Or maybe she just wants to pick my brain about the hot date she has tonight.

"Honestly, I never thought he'd be interested," she says, throwing her coat over a high-backed leather chair as I enter the foyer. "I mean, I lied about my age, but I don't really look thirty-eight, do I?"

I drop my backpack on the floor in defeat. I can't believe I was stupid enough to equate the lights being on with Kim actually having dinner here or wanting to spend time with me.

"You're not thirty-eight," I say, watching her lips curl into something resembling a smile, or at least as much of a smile as her most recent Restylane injection will allow, and deflate when she hears the end of my sentence. "You're forty-five, Kim. Actually, forty-six in a month."

"Well. Age is all about how you feel, right? And I don't feel a day older than twenty." She arches an eyebrow and taps a long crimson fingernail on the granite counter, chipping away at an invisible stain. I stifle a laugh, wondering how far up her forehead her eyebrows would go if she knew what happened this afternoon.

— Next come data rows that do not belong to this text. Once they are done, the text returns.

//! Evaluation window counters and metric sinks.

use std::time::Duration;

use crate::state::Transition;

/// Trait for metrics sinks that can receive circuit breaker events.
///
/// Sinks are always invoked after the breaker has released its lock.
pub trait MetricSink: Send + Sync + 'static {
    /// Records a state transition event.
    fn record_state_transition(&self, transition: &Transition);

    /// Records an evaluation of a full window, whether or not it changed state.
    fn record_evaluation(&self, window: &WindowStats);

    /// Records a call rejected because the circuit was open.
    fn record_rejection(&self);

    /// Records the result of a call made through the breaker.
    fn record_call(&self, success: bool, duration: Duration);
}

/// A null metrics sink that discards all events.
#[derive(Debug, Default, Clone, Copy)]
pub struct NullMetricSink;

impl MetricSink for NullMetricSink {
    fn record_state_transition(&self, _transition: &Transition) {}
    fn record_evaluation(&self, _window: &WindowStats) {}
    fn record_rejection(&self) {}
    fn record_call(&self, _success: bool, _duration: Duration) {}
}

/// Outcomes accumulated since the last evaluation.
///
/// Outside the breaker's critical section `requests == successes + failures`
/// always holds.
#[derive(Debug, Default, Clone, Copy, PartialEq, Eq)]
pub struct WindowStats {
    /// Outcomes reported since the last evaluation.
    pub requests: u64,
    /// Successful outcomes reported since the last evaluation.
    pub successes: u64,
    /// Failed outcomes reported since the last evaluation.
    pub failures: u64,
}

impl WindowStats {
    pub(crate) fn record(&mut self, success: bool) {
        self.requests += 1;
        if success {
            self.successes += 1;
        } else {
            self.failures += 1;
        }
    }

    pub(crate) fn reset(&mut self) {
        *self = WindowStats::default();
    }

    /// Fraction of successful outcomes, `1.0` for an empty window.
    pub fn success_rate(&self) -> f64 {
        if self.requests == 0 {
            return 1.0;
        }

        self.successes as f64 / self.requests as f64
    }

    /// Whether nothing has been reported since the last evaluation.
    pub fn is_empty(&self) -> bool {
        self.requests == 0
    }
}

/// Metric sink that emits breaker events as `tracing` events.
#[cfg(feature = "tracing")]
#[cfg_attr(docsrs, doc(cfg(feature = "tracing")))]
#[derive(Debug, Clone)]
pub struct TracingSink {
    name: std::borrow::Cow<'static, str>,
}

#[cfg(feature = "tracing")]
impl TracingSink {
    /// Creates a sink that tags every event with the protected dependency's name.
    pub fn new(name: impl Into<std::borrow::Cow<'static, str>>) -> Self {
        Self { name: name.into() }
    }
}

#[cfg(feature = "tracing")]
impl MetricSink for TracingSink {
    fn record_state_transition(&self, transition: &Transition) {
        let from = transition.from.as_str();
        let to = transition.to.as_str();
        let rate = transition.success_rate;

        if transition.is_recovery() {
            tracing::info!(breaker = %self.name, from, to, success_rate = ?rate, "breaker closed after successful recovery");
        } else if transition.from == crate::State::HalfOpen && transition.is_trip() {
            tracing::warn!(breaker = %self.name, from, to, success_rate = ?rate, "breaker reopened due to low success rate");
        } else if transition.is_trip() {
            tracing::warn!(breaker = %self.name, from, to, success_rate = ?rate, "breaker opened due to low success rate");
        } else {
            tracing::info!(breaker = %self.name, from, to, "breaker admitting probes");
        }
    }

    fn record_evaluation(&self, window: &WindowStats) {
        tracing::debug!(
            breaker = %self.name,
            requests = window.requests,
            successes = window.successes,
            failures = window.failures,
            success_rate = window.success_rate(),
            "window evaluated"
        );
    }

    fn record_rejection(&self) {
        tracing::trace!(breaker = %self.name, "call rejected, circuit open");
    }

    fn record_call(&self, success: bool, duration: Duration) {
        tracing::trace!(breaker = %self.name, success, ?duration, "call completed");
    }
}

"And let me guess. Your date is really twenty? Is it the Pilates instructor?"

She cocks her hip and narrows her eyes at me. She's going for a sarcastic expression, but the amount of Botox in her forehead prevents it from being fully formed. But the most disheartening aspect of her stance is how much I can see myself in her. We have the same green eyes, the same cheekbones, although Kim's eyes are rimmed in too much dark makeup and the hollows in her cheeks are more pronounced. People always tell me how much I resemble my mother, but really I think it's the other way around. She resembles me, thanks to her eternal quest to look younger and younger.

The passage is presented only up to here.